People today, celebrate the concept of individualism and personal freedom, yet the same people shy away from being alone. The society we live in today is terrified of solitude. Maybe it’s the fear of not finding anything worthwhile deep inside. Maybe it’s the fear of the unknown. Everyone sees solitude as being “anti-social”, when in fact, it’s far from it.
While we’re still on this topic, let’s talk about boredom. We are conditioned to think of boredom just as we think of solitude: they’re all bad. But as someone who is easily bored, all the time, I can attest to how good it is to have a bit of sensory downtime. Think about it, sitting alone with nothing to do, just recounting past memories and replaying them in your mind.
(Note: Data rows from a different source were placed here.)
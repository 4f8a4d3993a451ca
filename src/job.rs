//! Non-blocking job handle with progress polling.

use crate::cancel::CancelToken;
use crate::driver::{StreamProgress, StreamReport};
use crate::error::{Error, Result};
use crossbeam_channel::Receiver;
use std::thread::JoinHandle;

/// Status of a background processing job.
#[derive(Debug, Clone, PartialEq)]
pub enum JobStatus {
    /// No progress yet (just started).
    Pending,
    /// Processing is under way.
    Running(StreamProgress),
    /// Finished successfully; the output is finalized.
    Complete(StreamReport),
    /// Stopped by [`JobHandle::cancel`]; the output is left incomplete.
    Cancelled(StreamReport),
    /// Failed with an error message.
    Failed(String),
}

impl JobStatus {
    pub fn is_finished(&self) -> bool {
        matches!(
            self,
            JobStatus::Complete(_) | JobStatus::Cancelled(_) | JobStatus::Failed(_)
        )
    }
}

/// Handle to a background job started by
/// [`ProcessBuilder::start`](crate::ProcessBuilder::start).
///
/// # Example
/// ```no_run
/// use retempo::{JobStatus, ProcessBuilder};
///
/// let mut job = ProcessBuilder::new("in.wav", "out.wav").tempo(1.2).start()?;
/// loop {
///     match job.progress() {
///         JobStatus::Running(p) => println!("{:.0}%", p.fraction().unwrap_or(0.0) * 100.0),
///         JobStatus::Pending => {}
///         done => {
///             println!("{done:?}");
///             break;
///         }
///     }
///     std::thread::sleep(std::time::Duration::from_millis(50));
/// }
/// # Ok::<(), retempo::Error>(())
/// ```
pub struct JobHandle {
    progress_rx: Receiver<StreamProgress>,
    thread: Option<JoinHandle<Result<StreamReport>>>,
    last_progress: Option<StreamProgress>,
    finished: Option<JobStatus>,
    cancel: CancelToken,
}

impl JobHandle {
    pub(crate) fn new(
        progress_rx: Receiver<StreamProgress>,
        thread: JoinHandle<Result<StreamReport>>,
        cancel: CancelToken,
    ) -> Self {
        Self {
            progress_rx,
            thread: Some(thread),
            last_progress: None,
            finished: None,
            cancel,
        }
    }

    /// Poll for the latest status (non-blocking).
    pub fn progress(&mut self) -> JobStatus {
        while let Ok(p) = self.progress_rx.try_recv() {
            self.last_progress = Some(p);
        }

        if let Some(status) = &self.finished {
            return status.clone();
        }
        if self.thread.as_ref().is_some_and(|t| t.is_finished()) {
            if let Some(thread) = self.thread.take() {
                let status = status_from(thread.join());
                self.finished = Some(status.clone());
                return status;
            }
        }

        match self.last_progress {
            Some(p) => JobStatus::Running(p),
            None => JobStatus::Pending,
        }
    }

    /// Request cooperative cancellation. Takes effect between chunks.
    pub fn cancel(&self) {
        self.cancel.cancel();
    }

    /// Check if the job has finished (non-blocking).
    pub fn is_done(&self) -> bool {
        self.finished.is_some()
            || self
                .thread
                .as_ref()
                .map(|t| t.is_finished())
                .unwrap_or(true)
    }

    /// Block until the job finishes and return its report.
    pub fn wait(mut self) -> Result<StreamReport> {
        if let Some(thread) = self.thread.take() {
            let result = thread
                .join()
                .unwrap_or_else(|_| Err(Error::Job("processing thread panicked".into())));
            if let Err(e) = &result {
                tracing::error!(error = %e, "background job failed");
            }
            return result;
        }
        match self.finished.take() {
            Some(JobStatus::Complete(report)) | Some(JobStatus::Cancelled(report)) => Ok(report),
            Some(JobStatus::Failed(message)) => Err(Error::Job(message)),
            _ => Err(Error::Job("job result already taken".into())),
        }
    }
}

fn status_from(joined: std::thread::Result<Result<StreamReport>>) -> JobStatus {
    match joined {
        Ok(Ok(report)) if report.cancelled => JobStatus::Cancelled(report),
        Ok(Ok(report)) => JobStatus::Complete(report),
        Ok(Err(e)) => {
            tracing::error!(error = %e, "background job failed");
            JobStatus::Failed(e.to_string())
        }
        Err(_) => {
            tracing::error!("background job panicked");
            JobStatus::Failed("processing thread panicked".into())
        }
    }
}
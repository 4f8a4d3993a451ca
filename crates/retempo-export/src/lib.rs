//! # retempo-export
//!
//! Container and output utilities for retempo:
//! - **WAV writing**: placeholder header, streamed payload, size fields
//!   patched on [`finalize`](WavStreamWriter::finalize)
//! - **Raw PCM conversion**: [`pcm_to_wav`] wraps a headerless file
//! - **WAV input** (`wav` feature): [`open_wav`] locates the data chunk of
//!   any PCM WAV file via hound
//! - **Resampling**: [`StreamResampler`] converts the output sample rate
//!   incrementally via rubato
//!
//! ## Feature Flags
//!
//! - `wav` (default): header-aware WAV input via hound

pub mod error;

mod convert;
pub mod dsp;
pub mod format;

pub use convert::{convert_stream, pcm_to_wav};
pub use dsp::{ResampleQuality, StreamResampler};
pub use error::{ExportError, Result};
pub use format::{WavHeader, WavStreamWriter, MAX_DATA_LEN, WAV_HEADER_LEN};

#[cfg(feature = "wav")]
pub use format::{open_wav, WavInput};
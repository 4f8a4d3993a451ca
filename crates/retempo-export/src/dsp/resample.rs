//! Streaming sample-rate conversion using rubato
//!
//! Interleaved input of any length is accepted incrementally; rubato works
//! on fixed-size chunks, so partial chunks are held until more input
//! arrives or [`StreamResampler::finish`] pads them out.

use crate::error::{ExportError, Result};
use rubato::{FftFixedIn, Resampler};

/// Resampling quality presets
#[derive(Debug, Clone, Copy, PartialEq, Eq, Default)]
pub enum ResampleQuality {
    /// Fast resampling (lower quality)
    Fast,
    /// Balanced quality/speed (default)
    #[default]
    Medium,
    /// High quality
    High,
    /// Best quality (slowest)
    Best,
}

impl ResampleQuality {
    fn chunk_size(&self) -> usize {
        match self {
            ResampleQuality::Fast => 512,
            ResampleQuality::Medium => 1024,
            ResampleQuality::High => 2048,
            ResampleQuality::Best => 4096,
        }
    }

    fn sub_chunks(&self) -> usize {
        match self {
            ResampleQuality::Fast => 1,
            ResampleQuality::Medium => 2,
            ResampleQuality::High => 4,
            ResampleQuality::Best => 8,
        }
    }
}

/// Incremental resampler over interleaved `f32` frames.
///
/// Total output length is `round(input_frames * target / source)`, with the
/// resampler's own delay removed from the front.
pub struct StreamResampler {
    resampler: Option<FftFixedIn<f32>>,
    channels: usize,
    source_rate: u32,
    target_rate: u32,
    /// Per-channel input waiting for a full chunk.
    pending: Vec<Vec<f32>>,
    /// Leading output frames still to drop.
    delay_remaining: usize,
    frames_in: u64,
    frames_out: u64,
}

impl StreamResampler {
    pub fn new(
        channels: usize,
        source_rate: u32,
        target_rate: u32,
        quality: ResampleQuality,
    ) -> Result<Self> {
        if channels == 0 || source_rate == 0 || target_rate == 0 {
            return Err(ExportError::InvalidOptions(format!(
                "cannot resample {channels} channels from {source_rate} Hz to {target_rate} Hz"
            )));
        }

        let resampler = if source_rate == target_rate {
            None
        } else {
            Some(FftFixedIn::<f32>::new(
                source_rate as usize,
                target_rate as usize,
                quality.chunk_size(),
                quality.sub_chunks(),
                channels,
            )?)
        };
        let delay_remaining = resampler.as_ref().map(|r| r.output_delay()).unwrap_or(0);

        Ok(Self {
            resampler,
            channels,
            source_rate,
            target_rate,
            pending: vec![Vec::new(); channels],
            delay_remaining,
            frames_in: 0,
            frames_out: 0,
        })
    }

    pub fn is_passthrough(&self) -> bool {
        self.resampler.is_none()
    }

    /// Output length implied by the input seen so far.
    fn expected_output_frames(&self) -> u64 {
        (self.frames_in as f64 * self.target_rate as f64 / self.source_rate as f64).round() as u64
    }

    /// Resample `input`, appending interleaved output to `out`.
    pub fn process(&mut self, input: &[f32], out: &mut Vec<f32>) -> Result<()> {
        let frames = input.len() / self.channels;
        self.frames_in += frames as u64;

        if self.resampler.is_none() {
            out.extend_from_slice(&input[..frames * self.channels]);
            self.frames_out += frames as u64;
            return Ok(());
        }

        for frame in input.chunks_exact(self.channels) {
            for (ch, &s) in frame.iter().enumerate() {
                self.pending[ch].push(s);
            }
        }
        self.run_chunks(out, None)
    }

    /// Pad the final partial chunk and emit the remaining output.
    pub fn finish(&mut self, out: &mut Vec<f32>) -> Result<()> {
        if self.resampler.is_none() {
            return Ok(());
        }
        let target = self.expected_output_frames();
        // One padded chunk per pass.
        let mut passes = 0;
        while self.frames_out < target && passes < 64 {
            let needed = self
                .resampler
                .as_ref()
                .map(|r| r.input_frames_next())
                .unwrap_or(0);
            for ch in &mut self.pending {
                if ch.len() < needed {
                    ch.resize(needed, 0.0);
                }
            }
            self.run_chunks(out, Some(target))?;
            passes += 1;
        }
        for ch in &mut self.pending {
            ch.clear();
        }
        Ok(())
    }

    fn run_chunks(&mut self, out: &mut Vec<f32>, limit: Option<u64>) -> Result<()> {
        let Some(resampler) = self.resampler.as_mut() else {
            return Ok(());
        };
        loop {
            let needed = resampler.input_frames_next();
            if self.pending[0].len() < needed {
                return Ok(());
            }
            let chunk: Vec<Vec<f32>> = self
                .pending
                .iter_mut()
                .map(|ch| ch.drain(..needed).collect())
                .collect();
            let output = resampler.process(&chunk, None)?;

            let produced = output.first().map(|c| c.len()).unwrap_or(0);
            let skip = self.delay_remaining.min(produced);
            self.delay_remaining -= skip;

            let mut end = produced;
            if let Some(limit) = limit {
                let room = limit.saturating_sub(self.frames_out) as usize;
                end = end.min(skip + room);
            }
            for i in skip..end {
                for ch in &output {
                    out.push(ch[i]);
                }
            }
            self.frames_out += (end - skip) as u64;

            if limit.is_some_and(|l| self.frames_out >= l) {
                return Ok(());
            }
        }
    }
}
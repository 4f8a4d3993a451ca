//! Test helpers and fixtures for retempo integration tests.
//!
//! ## Tolerance Levels
//!
//! Use the appropriate tolerance from [`tolerances`] module:
//! - `FLOAT_EPSILON` (1e-6): Exact operations (identity passthrough)
//! - `PERCEPTUAL_EPSILON` (0.001): Perceptual equivalence (-60dB)
//! - `INT16_EPSILON`: One 16-bit quantization step
//! - `LENGTH_TOLERANCE`: Relative output length error for tempo changes

#![allow(dead_code)]

pub mod tolerances;

use std::path::Path;

/// Default test sample rate (the 16 kHz speech rate used on phones).
pub const TEST_SAMPLE_RATE: u32 = 16000;

/// Generate a test signal: sine wave at given frequency for specified samples.
pub fn generate_sine(frequency: f64, sample_rate: f64, num_samples: usize) -> Vec<f32> {
    (0..num_samples)
        .map(|i| {
            let t = i as f64 / sample_rate;
            (0.5 * (2.0 * std::f64::consts::PI * frequency * t).sin()) as f32
        })
        .collect()
}

/// Generate white noise (random samples in -0.5..0.5).
pub fn generate_noise(num_samples: usize, seed: u64) -> Vec<f32> {
    // Simple LCG for reproducible "random" noise
    let mut rng = seed;
    (0..num_samples)
        .map(|_| {
            rng = rng.wrapping_mul(6364136223846793005).wrapping_add(1);
            ((rng >> 33) as f32 / (1u64 << 31) as f32) - 0.5
        })
        .collect()
}

/// Sine plus a little noise, closer to real recordings than a pure tone.
pub fn generate_program(num_samples: usize, sample_rate: u32) -> Vec<f32> {
    let sine = generate_sine(330.0, sample_rate as f64, num_samples);
    let noise = generate_noise(num_samples, 7);
    sine.iter().zip(&noise).map(|(s, n)| s + 0.1 * n).collect()
}

/// Duplicate a mono signal into interleaved stereo with a quieter right side.
pub fn to_stereo(mono: &[f32]) -> Vec<f32> {
    mono.iter().flat_map(|&s| [s, 0.5 * s]).collect()
}

/// Calculate RMS of a signal.
pub fn rms(samples: &[f32]) -> f32 {
    if samples.is_empty() {
        return 0.0;
    }
    let sum_sq: f32 = samples.iter().map(|s| s * s).sum();
    (sum_sq / samples.len() as f32).sqrt()
}

/// Calculate peak amplitude of a signal.
pub fn peak(samples: &[f32]) -> f32 {
    samples
        .iter()
        .map(|s| s.abs())
        .fold(0.0_f32, |a, b| a.max(b))
}

/// Check if two signals are approximately equal within tolerance.
pub fn signals_approx_equal(a: &[f32], b: &[f32], tolerance: f32) -> bool {
    if a.len() != b.len() {
        return false;
    }
    a.iter().zip(b.iter()).all(|(x, y)| (x - y).abs() <= tolerance)
}

/// Assert that a signal has content (not silent).
pub fn assert_has_audio(samples: &[f32], min_rms: f32) {
    let r = rms(samples);
    assert!(
        r >= min_rms,
        "Expected audio content with RMS >= {}, but RMS was {}",
        min_rms,
        r
    );
}

/// Assert `actual` is within `tolerance` (relative) of `expected`.
pub fn assert_len_near(actual: u64, expected: f64, tolerance: f64) {
    let error = (actual as f64 - expected).abs() / expected;
    assert!(
        error <= tolerance,
        "length {} differs from expected {:.1} by {:.2}% (limit {:.2}%)",
        actual,
        expected,
        error * 100.0,
        tolerance * 100.0
    );
}

// =============================================================================
// PCM and WAV fixtures
// =============================================================================

/// Quantize to 16-bit little-endian PCM bytes.
pub fn pcm16_bytes(samples: &[f32]) -> Vec<u8> {
    samples
        .iter()
        .flat_map(|&s| {
            let v = (s * 32768.0).round().clamp(-32768.0, 32767.0) as i16;
            v.to_le_bytes()
        })
        .collect()
}

/// Decode 16-bit little-endian PCM bytes.
pub fn pcm16_samples(bytes: &[u8]) -> Vec<i16> {
    bytes
        .chunks_exact(2)
        .map(|b| i16::from_le_bytes([b[0], b[1]]))
        .collect()
}

/// Write a canonical 16-bit WAV file with hound.
pub fn write_wav16(path: &Path, sample_rate: u32, channels: u16, samples: &[f32]) {
    let spec = hound::WavSpec {
        channels,
        sample_rate,
        bits_per_sample: 16,
        sample_format: hound::SampleFormat::Int,
    };
    let mut writer = hound::WavWriter::create(path, spec).expect("create fixture wav");
    for &s in samples {
        let v = (s * 32768.0).round().clamp(-32768.0, 32767.0) as i16;
        writer.write_sample(v).expect("write fixture sample");
    }
    writer.finalize().expect("finalize fixture wav");
}

/// Read a 16-bit WAV file with hound.
pub fn read_wav16(path: &Path) -> (hound::WavSpec, Vec<i16>) {
    let mut reader = hound::WavReader::open(path).expect("open produced wav");
    let spec = reader.spec();
    let samples = reader
        .samples::<i16>()
        .collect::<Result<Vec<_>, _>>()
        .expect("read produced samples");
    (spec, samples)
}

/// Data chunk size declared in a canonical header.
pub fn declared_data_len(path: &Path) -> u32 {
    let bytes = std::fs::read(path).expect("read wav bytes");
    u32::from_le_bytes([bytes[40], bytes[41], bytes[42], bytes[43]])
}

/// Size of a file on disk.
pub fn file_len(path: &Path) -> u64 {
    std::fs::metadata(path).expect("stat file").len()
}
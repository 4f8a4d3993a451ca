//! retempo command-line tool
//!
//! Changes tempo and pitch of WAV files, or wraps raw PCM in a WAV header.

use clap::{Parser, Subcommand};
use retempo::export::WavHeader;
use retempo::prelude::*;
use retempo::{parse_percent_change, version_string, ResampleQuality};
use std::fs::File;
use std::io::{BufReader, BufWriter, Read};
use std::path::PathBuf;
use std::process::ExitCode;
use std::time::Instant;

/// retempo - change tempo and pitch of PCM audio
#[derive(Parser)]
#[command(name = "retempo")]
#[command(author, version, about, long_about = None)]
#[command(propagate_version = true)]
struct Cli {
    #[command(subcommand)]
    command: Commands,
}

/// Tempo, pitch and rate shared by the processing commands.
#[derive(clap::Args, Debug, Clone, Copy)]
struct Effect {
    /// Tempo change as a percentage, e.g. +20% or -50
    #[arg(long, default_value = "0%", value_parser = percent, allow_hyphen_values = true)]
    tempo: f32,

    /// Pitch change in semitones
    #[arg(long, default_value_t = 0.0, allow_hyphen_values = true)]
    pitch: f32,

    /// Playback rate change as a percentage (tempo and pitch together)
    #[arg(long, default_value = "0%", value_parser = percent, allow_hyphen_values = true)]
    rate: f32,

    /// Bytes read per chunk
    #[arg(long, default_value_t = 8192)]
    chunk: usize,
}

#[derive(Subcommand)]
enum Commands {
    /// Process a WAV file into a new WAV file
    Process {
        /// Input WAV file
        input: PathBuf,

        /// Output WAV file
        output: PathBuf,

        #[command(flatten)]
        effect: Effect,

        /// Resample the result to this rate (Hz)
        #[arg(long)]
        output_rate: Option<u32>,
    },

    /// Two-step flow: stream raw PCM to a temp file, then wrap it
    Raw {
        /// Input WAV file with a canonical 44-byte header
        input: PathBuf,

        /// Output WAV file
        output: PathBuf,

        /// Where to put the intermediate raw PCM
        #[arg(long)]
        raw_temp: PathBuf,

        #[command(flatten)]
        effect: Effect,
    },

    /// Wrap a headerless PCM file in a WAV header
    Wrap {
        /// Raw PCM input
        raw: PathBuf,

        /// WAV output
        wav: PathBuf,

        #[arg(long)]
        sample_rate: u32,

        #[arg(long, default_value_t = 1)]
        channels: u16,

        #[arg(long, default_value_t = 16)]
        bits: u16,
    },

    /// Print the library version
    Version,
}

fn percent(text: &str) -> std::result::Result<f32, String> {
    parse_percent_change(text).map_err(|e| e.to_string())
}

fn main() -> ExitCode {
    tracing_subscriber::fmt().with_writer(std::io::stderr).init();

    let cli = Cli::parse();
    let started = Instant::now();

    let result = match cli.command {
        Commands::Version => {
            println!("{}", version_string());
            return ExitCode::SUCCESS;
        }
        Commands::Process {
            input,
            output,
            effect,
            output_rate,
        } => process(input, output, effect, output_rate),
        Commands::Raw {
            input,
            output,
            raw_temp,
            effect,
        } => raw(input, output, raw_temp, effect),
        Commands::Wrap {
            raw,
            wav,
            sample_rate,
            channels,
            bits,
        } => wrap(raw, wav, sample_rate, channels, bits),
    };

    match result {
        Ok(()) => {
            println!(
                "Processing took {:.3} s",
                started.elapsed().as_secs_f64()
            );
            ExitCode::SUCCESS
        }
        Err(e) => {
            eprintln!("Failure: {e}");
            ExitCode::from(1)
        }
    }
}

fn process(
    input: PathBuf,
    output: PathBuf,
    effect: Effect,
    output_rate: Option<u32>,
) -> Result<()> {
    println!("{}", version_string());
    let mut builder = ProcessBuilder::new(&input, &output)
        .tempo(effect.tempo)
        .pitch_semitones(effect.pitch)
        .rate(effect.rate)
        .chunk_size_bytes(effect.chunk)
        .resample_quality(ResampleQuality::High);
    if let Some(hz) = output_rate {
        builder = builder.output_sample_rate(hz);
    }
    let report = builder.run()?;
    println!(
        "{} -> {}: {} bytes in, {} bytes out",
        input.display(),
        output.display(),
        report.bytes_read,
        report.bytes_written
    );
    Ok(())
}

fn raw(input: PathBuf, output: PathBuf, raw_temp: PathBuf, effect: Effect) -> Result<()> {
    println!("{}", version_string());

    let mut source = BufReader::new(File::open(&input)?);
    let mut header = [0u8; retempo::export::WAV_HEADER_LEN];
    source.read_exact(&mut header)?;
    let format = WavHeader::parse(&header)?.format;

    let config = SessionConfig::for_format(&format)
        .tempo(effect.tempo)
        .pitch_semitones(effect.pitch)
        .rate(effect.rate);
    // The header has already been consumed from `source`.
    let options = DriverOptions::default()
        .chunk_size_bytes(effect.chunk)
        .sample_format(format.sample_format);
    let mut driver = StreamDriver::new(config, options)?;

    let mut sink = WriterSink::new(BufWriter::new(File::create(&raw_temp)?));
    let report = driver.process_stream(source, &mut sink)?;
    sink.into_inner()?;

    pcm_to_wav(
        &raw_temp,
        &output,
        format.sample_rate,
        format.layout,
        format.bits_per_sample(),
    )?;
    println!(
        "{} -> {}: {} bytes in, {} bytes out",
        input.display(),
        output.display(),
        report.bytes_read,
        report.bytes_written
    );
    Ok(())
}

fn wrap(raw: PathBuf, wav: PathBuf, sample_rate: u32, channels: u16, bits: u16) -> Result<()> {
    let layout = ChannelLayout::from_count(channels)?;
    let bytes = pcm_to_wav(&raw, &wav, sample_rate, layout, bits)?;
    println!("{}: {} bytes of PCM", wav.display(), bytes);
    Ok(())
}
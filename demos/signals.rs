//! # Example: signals
//!
//! Long-running units stopped by Ctrl-C / SIGTERM, with lifecycle events
//! rendered by the built-in [`LogWriter`] subscriber.
//!
//! Demonstrates how to:
//! - Register OS signals with [`Supervisor::register_signal`].
//! - Plug a subscriber in through [`Supervisor::builder`].
//! - Bound the final wait with [`Supervisor::wait_timeout`].
//!
//! ## Run
//! ```bash
//! cargo run --example signals --features logging
//! # then press Ctrl-C
//! ```

use std::sync::Arc;
use std::time::Duration;

use groupvisor::{
    LogWriter, Signal, Subscribe, Supervisor, SupervisorConfig, SupervisorError, TokenUnit,
};
use tokio_util::sync::CancellationToken;

#[tokio::main]
async fn main() -> anyhow::Result<()> {
    tracing_subscriber::fmt()
        .with_max_level(tracing::Level::DEBUG)
        .init();

    let subs: Vec<Arc<dyn Subscribe>> = vec![Arc::new(LogWriter::new())];
    let sup = Supervisor::builder(SupervisorConfig::default())
        .with_subscribers(subs)
        .build();

    sup.register_signal([Signal::Interrupt, Signal::Terminate]);
    for name in ["ingest", "flush"] {
        sup.register_unit(
            name,
            TokenUnit::arc(move |token: CancellationToken| async move {
                while !token.is_cancelled() {
                    tokio::select! {
                        _ = token.cancelled() => {}
                        _ = tokio::time::sleep(Duration::from_secs(1)) => {
                            tracing::info!(unit = name, "working");
                        }
                    }
                }
                Ok(())
            }),
        );
    }
    sup.after_stop_hook("goodbye", || tracing::info!("all units stopped"));

    sup.start();
    tracing::info!("press Ctrl-C to stop");

    // Poll so the process can report progress while waiting.
    loop {
        match sup.wait_timeout(Duration::from_secs(10)).await {
            Err(err) if err.is_wait_timeout() => tracing::info!("still running"),
            Err(SupervisorError::UnitFailed { unit, source }) => {
                anyhow::bail!("unit {unit} failed: {source}")
            }
            other => return Ok(other?),
        }
    }
}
In our age, where we worship productivity with almost fetishistic reverence, doing nothing is almost a mortal sin. After all, Bertrand Russell had this to say about boredom and how people view it:
We are less bored than our ancestors were, but we are more afraid of boredom. We have come to know, or rather to believe, that boredom is not part of the natural lot of man, but can be avoided by a sufficiently vigorous pursuit of excitement.
It’s only when we are alone, truly alone, that we can think and it’s only when we are bored that our creative juices get flowing. Sometimes, the best ideas come from the most dreadful of times. Our world and our notions and customs have changed radically over the last century and more so, in the last couple of decades. What we seem to have forgotten along the way is how it all began in the first place.
We’re losing parts of ourselves, not because technology and our culture is destroying them, but because we’re neglecting them. We neglected the stars and now, the night skies are no longer starry. We wrote off our need for solitude and wishful day-dreaming, ignited our almost religious devotion to constant connectivity and now find it too difficult to handle all of it.
Maybe I’m getting carried away by all the negativity. Maybe my brain has had enough of all the “social connections” it’s made throughout the years. Whatever it is, being alone and enjoying your quiet company is all that matters in the end. And though I may appear to be anti-social, the truth of the matter is that I personally prefer exploring my own thoughts to exploring the intricacies of societal acquaintances.